Saved data entries

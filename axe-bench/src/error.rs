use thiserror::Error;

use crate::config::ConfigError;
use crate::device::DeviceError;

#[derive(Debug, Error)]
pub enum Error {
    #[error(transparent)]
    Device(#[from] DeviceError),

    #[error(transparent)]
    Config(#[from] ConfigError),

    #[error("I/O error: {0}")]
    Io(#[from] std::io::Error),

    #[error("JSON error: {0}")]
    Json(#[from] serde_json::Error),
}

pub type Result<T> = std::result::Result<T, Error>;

* * *

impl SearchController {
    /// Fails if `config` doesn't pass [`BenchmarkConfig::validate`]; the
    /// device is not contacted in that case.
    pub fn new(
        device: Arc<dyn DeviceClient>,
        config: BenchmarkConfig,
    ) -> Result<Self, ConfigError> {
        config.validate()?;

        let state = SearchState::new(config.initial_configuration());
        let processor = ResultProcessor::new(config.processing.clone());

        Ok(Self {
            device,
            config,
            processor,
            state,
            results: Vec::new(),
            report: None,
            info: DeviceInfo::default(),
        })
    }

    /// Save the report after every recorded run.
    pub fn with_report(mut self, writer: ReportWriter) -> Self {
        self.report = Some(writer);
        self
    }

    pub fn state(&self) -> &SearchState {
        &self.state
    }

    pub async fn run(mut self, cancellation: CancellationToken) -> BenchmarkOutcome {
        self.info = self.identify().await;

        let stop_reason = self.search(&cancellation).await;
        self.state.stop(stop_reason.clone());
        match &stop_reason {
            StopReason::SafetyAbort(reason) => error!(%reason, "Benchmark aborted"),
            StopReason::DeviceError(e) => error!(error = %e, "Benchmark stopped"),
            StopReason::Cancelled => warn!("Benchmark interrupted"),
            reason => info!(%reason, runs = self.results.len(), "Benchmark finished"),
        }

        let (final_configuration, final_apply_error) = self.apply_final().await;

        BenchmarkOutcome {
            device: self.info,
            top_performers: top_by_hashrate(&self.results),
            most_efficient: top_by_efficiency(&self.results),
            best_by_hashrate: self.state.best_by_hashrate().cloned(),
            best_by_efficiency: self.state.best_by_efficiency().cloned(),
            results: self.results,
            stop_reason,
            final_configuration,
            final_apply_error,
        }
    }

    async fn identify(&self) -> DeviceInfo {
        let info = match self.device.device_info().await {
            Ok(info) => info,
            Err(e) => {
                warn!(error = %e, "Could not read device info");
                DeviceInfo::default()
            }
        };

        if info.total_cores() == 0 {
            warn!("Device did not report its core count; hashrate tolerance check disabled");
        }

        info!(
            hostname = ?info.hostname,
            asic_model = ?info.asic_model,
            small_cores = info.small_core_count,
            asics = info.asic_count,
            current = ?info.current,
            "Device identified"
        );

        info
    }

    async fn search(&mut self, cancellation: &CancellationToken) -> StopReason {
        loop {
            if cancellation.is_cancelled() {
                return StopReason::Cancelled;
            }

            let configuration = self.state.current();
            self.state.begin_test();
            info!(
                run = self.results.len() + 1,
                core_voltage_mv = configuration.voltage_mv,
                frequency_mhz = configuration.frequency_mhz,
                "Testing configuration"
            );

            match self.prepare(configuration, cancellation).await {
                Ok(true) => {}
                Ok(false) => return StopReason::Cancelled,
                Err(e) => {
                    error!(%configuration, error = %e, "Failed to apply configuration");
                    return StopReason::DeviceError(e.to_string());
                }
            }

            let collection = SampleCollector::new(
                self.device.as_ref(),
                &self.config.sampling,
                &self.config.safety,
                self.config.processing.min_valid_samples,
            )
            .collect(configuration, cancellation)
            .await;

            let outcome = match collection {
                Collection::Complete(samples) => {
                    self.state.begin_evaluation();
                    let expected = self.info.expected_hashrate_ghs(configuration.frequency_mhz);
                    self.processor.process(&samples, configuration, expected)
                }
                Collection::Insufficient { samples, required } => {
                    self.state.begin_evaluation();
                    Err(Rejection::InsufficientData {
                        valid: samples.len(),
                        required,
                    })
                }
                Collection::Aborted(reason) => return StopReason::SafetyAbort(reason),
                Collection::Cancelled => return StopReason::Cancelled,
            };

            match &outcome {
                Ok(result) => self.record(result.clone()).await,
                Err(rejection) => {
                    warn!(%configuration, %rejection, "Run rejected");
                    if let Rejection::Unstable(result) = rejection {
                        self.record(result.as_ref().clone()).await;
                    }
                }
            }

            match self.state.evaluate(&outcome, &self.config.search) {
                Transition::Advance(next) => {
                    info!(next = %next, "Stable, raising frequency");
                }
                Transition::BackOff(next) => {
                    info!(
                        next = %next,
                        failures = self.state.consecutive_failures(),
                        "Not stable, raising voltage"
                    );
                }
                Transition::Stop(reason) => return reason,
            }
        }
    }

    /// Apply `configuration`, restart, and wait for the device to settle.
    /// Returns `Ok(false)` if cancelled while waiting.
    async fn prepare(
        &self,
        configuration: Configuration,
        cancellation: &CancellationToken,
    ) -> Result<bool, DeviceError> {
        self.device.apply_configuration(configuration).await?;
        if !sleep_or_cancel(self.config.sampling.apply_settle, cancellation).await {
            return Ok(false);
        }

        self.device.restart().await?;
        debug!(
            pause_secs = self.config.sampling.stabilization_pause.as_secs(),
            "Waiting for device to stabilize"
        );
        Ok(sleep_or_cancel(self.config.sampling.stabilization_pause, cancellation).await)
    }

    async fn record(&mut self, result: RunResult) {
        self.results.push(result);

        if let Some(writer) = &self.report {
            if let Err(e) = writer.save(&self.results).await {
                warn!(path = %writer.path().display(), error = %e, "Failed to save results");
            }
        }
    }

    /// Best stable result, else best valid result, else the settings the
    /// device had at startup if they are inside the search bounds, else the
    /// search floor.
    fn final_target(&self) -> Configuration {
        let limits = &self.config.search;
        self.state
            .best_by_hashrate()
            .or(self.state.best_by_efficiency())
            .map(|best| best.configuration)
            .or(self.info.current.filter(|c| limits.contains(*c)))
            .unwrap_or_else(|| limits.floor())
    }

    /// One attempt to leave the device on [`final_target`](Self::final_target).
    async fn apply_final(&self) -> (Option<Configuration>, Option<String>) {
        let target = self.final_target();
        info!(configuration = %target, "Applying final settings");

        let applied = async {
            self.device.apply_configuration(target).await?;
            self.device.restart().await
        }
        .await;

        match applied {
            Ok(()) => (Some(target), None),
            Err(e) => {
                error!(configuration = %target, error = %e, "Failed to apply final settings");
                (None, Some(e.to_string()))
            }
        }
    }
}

--

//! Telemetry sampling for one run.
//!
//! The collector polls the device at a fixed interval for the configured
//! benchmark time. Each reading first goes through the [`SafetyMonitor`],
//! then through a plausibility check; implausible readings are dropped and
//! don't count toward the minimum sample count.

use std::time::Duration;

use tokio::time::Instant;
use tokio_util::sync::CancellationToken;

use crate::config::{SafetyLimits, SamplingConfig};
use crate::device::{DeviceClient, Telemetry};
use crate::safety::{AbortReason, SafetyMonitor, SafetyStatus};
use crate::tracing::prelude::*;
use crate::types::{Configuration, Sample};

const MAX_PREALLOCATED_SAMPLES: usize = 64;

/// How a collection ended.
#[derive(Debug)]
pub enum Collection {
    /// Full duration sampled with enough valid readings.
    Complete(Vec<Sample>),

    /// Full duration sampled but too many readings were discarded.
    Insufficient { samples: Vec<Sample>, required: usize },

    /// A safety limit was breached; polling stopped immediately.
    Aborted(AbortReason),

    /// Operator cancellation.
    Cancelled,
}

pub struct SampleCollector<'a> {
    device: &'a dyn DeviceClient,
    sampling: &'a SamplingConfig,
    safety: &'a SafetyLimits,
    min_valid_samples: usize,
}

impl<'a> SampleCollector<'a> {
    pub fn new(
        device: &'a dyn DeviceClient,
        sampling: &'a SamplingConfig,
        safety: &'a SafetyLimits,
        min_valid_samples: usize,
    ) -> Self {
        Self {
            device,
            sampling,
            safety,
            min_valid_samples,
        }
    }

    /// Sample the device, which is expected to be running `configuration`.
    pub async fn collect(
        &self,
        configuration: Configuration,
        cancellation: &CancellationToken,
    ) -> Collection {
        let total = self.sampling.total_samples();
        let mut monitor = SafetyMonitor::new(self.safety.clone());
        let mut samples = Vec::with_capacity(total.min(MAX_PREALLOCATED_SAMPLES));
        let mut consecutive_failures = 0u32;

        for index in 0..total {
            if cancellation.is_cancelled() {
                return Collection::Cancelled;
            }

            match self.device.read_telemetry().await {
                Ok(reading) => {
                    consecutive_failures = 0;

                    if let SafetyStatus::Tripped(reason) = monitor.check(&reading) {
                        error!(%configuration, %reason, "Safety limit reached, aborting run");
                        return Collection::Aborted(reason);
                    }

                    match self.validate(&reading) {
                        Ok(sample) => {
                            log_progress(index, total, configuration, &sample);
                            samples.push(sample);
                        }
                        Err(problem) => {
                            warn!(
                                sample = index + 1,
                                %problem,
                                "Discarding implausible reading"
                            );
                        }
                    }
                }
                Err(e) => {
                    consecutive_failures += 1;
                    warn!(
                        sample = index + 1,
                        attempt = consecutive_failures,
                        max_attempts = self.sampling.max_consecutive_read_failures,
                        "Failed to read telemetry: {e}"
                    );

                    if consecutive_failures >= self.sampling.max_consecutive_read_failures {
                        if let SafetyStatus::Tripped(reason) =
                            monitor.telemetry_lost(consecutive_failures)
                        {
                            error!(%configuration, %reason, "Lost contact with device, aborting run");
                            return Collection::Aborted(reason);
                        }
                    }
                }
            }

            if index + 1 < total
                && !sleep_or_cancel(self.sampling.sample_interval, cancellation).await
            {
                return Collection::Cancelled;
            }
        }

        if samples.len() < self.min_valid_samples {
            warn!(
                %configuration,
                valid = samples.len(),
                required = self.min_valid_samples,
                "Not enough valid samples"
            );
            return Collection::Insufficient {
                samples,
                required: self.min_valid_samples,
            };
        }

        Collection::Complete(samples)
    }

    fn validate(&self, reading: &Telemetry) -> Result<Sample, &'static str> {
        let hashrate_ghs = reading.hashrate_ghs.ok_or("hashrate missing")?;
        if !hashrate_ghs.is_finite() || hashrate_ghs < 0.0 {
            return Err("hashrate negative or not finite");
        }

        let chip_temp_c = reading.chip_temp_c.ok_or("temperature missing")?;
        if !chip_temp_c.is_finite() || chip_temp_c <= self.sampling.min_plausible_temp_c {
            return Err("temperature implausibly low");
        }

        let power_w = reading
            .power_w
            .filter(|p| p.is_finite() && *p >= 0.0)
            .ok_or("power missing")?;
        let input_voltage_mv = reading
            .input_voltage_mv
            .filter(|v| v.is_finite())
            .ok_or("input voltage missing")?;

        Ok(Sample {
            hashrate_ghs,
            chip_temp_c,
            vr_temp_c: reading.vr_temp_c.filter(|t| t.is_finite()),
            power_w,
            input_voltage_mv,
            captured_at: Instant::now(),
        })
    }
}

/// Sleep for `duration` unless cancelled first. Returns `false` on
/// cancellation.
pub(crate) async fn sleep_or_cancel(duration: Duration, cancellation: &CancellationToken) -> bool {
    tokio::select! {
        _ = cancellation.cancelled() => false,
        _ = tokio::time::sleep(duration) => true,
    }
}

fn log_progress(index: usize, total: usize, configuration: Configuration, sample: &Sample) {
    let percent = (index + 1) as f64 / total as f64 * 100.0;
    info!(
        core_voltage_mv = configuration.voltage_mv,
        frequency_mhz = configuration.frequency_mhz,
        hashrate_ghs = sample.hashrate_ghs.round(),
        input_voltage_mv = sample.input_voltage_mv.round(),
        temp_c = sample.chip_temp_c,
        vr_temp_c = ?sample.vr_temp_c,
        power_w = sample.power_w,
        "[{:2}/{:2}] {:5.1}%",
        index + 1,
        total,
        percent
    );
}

■ **DIRECTIONS FOR THIS TASK**
Say how many lines of the entries hold the string "validate". Nothing but the number should be given.

■ **WRITTEN RESPONSE**
4